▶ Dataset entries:
*** Begin section ***

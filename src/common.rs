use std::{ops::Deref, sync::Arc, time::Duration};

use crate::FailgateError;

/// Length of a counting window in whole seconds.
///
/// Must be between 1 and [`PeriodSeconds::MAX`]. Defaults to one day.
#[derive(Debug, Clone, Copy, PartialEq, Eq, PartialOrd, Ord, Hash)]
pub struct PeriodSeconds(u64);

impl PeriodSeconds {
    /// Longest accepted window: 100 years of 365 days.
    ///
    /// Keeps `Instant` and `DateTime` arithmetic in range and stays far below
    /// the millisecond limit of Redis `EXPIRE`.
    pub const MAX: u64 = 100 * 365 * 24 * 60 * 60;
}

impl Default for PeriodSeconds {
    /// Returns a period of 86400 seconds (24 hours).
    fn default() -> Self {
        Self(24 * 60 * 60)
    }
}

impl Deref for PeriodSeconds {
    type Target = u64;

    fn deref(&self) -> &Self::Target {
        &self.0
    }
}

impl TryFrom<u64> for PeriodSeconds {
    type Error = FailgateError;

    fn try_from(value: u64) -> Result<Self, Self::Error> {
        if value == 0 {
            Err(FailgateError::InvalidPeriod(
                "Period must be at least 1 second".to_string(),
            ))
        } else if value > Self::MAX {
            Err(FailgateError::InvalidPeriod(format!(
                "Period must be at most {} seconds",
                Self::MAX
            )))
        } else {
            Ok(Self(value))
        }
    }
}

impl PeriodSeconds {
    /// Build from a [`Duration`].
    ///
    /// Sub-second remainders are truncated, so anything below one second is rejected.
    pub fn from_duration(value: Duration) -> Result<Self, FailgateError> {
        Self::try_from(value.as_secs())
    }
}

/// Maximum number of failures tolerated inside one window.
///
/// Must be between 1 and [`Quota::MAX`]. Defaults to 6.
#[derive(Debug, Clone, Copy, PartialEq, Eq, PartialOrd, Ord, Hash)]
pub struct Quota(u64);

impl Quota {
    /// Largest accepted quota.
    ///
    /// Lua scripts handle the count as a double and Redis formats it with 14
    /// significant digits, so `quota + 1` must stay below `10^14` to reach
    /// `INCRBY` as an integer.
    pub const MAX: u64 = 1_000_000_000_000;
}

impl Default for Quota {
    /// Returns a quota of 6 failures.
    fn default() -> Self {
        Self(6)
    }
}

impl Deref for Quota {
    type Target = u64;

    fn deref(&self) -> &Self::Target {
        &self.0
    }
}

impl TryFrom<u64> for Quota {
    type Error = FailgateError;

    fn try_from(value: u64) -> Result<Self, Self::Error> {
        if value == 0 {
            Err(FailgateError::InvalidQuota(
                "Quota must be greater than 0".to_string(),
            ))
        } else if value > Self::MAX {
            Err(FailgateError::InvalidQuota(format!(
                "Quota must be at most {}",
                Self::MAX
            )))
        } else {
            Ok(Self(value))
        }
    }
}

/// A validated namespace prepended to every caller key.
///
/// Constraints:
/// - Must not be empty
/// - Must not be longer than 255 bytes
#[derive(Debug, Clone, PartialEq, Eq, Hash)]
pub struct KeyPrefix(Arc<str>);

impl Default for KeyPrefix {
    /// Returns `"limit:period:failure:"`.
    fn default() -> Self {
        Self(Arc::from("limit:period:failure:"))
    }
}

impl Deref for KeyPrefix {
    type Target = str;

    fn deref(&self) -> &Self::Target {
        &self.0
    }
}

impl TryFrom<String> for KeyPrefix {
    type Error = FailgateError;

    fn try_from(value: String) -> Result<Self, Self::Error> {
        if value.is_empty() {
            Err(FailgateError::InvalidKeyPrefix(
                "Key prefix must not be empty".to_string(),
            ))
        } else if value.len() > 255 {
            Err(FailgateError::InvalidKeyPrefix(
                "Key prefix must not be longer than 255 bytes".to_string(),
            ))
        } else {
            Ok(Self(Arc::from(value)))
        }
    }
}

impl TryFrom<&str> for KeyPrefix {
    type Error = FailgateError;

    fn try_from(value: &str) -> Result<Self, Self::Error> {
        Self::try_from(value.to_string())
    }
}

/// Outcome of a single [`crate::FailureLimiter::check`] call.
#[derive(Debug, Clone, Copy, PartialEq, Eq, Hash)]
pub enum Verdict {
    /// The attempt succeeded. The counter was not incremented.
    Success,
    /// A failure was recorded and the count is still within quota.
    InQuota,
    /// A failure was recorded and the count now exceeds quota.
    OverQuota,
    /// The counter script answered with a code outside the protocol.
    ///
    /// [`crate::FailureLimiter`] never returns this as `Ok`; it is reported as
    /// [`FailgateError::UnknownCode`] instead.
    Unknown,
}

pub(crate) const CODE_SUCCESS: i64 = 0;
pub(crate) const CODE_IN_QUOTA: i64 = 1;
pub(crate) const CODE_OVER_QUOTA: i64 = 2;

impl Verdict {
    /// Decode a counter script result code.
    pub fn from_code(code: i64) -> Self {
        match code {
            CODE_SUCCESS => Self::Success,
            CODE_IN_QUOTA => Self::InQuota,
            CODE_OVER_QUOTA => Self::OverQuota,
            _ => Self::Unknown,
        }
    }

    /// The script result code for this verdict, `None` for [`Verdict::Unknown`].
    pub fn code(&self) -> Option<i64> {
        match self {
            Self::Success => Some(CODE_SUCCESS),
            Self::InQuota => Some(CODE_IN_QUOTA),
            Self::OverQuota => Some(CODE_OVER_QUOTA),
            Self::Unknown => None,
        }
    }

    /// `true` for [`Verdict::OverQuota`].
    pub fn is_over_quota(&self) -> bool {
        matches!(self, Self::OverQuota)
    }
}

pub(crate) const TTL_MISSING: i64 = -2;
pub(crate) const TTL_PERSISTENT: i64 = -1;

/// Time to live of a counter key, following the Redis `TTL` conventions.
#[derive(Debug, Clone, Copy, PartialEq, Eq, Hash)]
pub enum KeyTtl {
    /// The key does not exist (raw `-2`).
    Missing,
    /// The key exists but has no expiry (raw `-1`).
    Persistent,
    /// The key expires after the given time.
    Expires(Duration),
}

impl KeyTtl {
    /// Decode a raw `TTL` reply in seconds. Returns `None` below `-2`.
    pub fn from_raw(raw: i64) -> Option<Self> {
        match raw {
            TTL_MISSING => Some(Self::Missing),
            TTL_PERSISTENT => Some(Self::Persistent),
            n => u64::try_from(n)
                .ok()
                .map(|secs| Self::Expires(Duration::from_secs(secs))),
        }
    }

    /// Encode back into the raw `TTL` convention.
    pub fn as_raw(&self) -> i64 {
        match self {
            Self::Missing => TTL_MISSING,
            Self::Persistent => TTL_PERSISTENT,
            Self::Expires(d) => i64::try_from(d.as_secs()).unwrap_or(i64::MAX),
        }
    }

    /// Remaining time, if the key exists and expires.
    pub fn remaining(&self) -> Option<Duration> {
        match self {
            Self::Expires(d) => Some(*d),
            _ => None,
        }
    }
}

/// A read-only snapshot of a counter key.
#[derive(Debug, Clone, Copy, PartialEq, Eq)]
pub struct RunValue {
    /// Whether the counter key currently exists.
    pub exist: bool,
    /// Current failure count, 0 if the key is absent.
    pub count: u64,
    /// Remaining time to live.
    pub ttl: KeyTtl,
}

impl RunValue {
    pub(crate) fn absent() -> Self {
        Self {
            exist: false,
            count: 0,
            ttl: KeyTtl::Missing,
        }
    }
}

*** End section ***

▶ Exercise instructions: Extract every line from the one with "time to live." down to the final line above, both included, exactly as written.

▶ Expected answer:
    /// Remaining time to live.
    pub ttl: KeyTtl,
}

impl RunValue {
    pub(crate) fn absent() -> Self {
        Self {
            exist: false,
            count: 0,
            ttl: KeyTtl::Missing,
        }
    }
}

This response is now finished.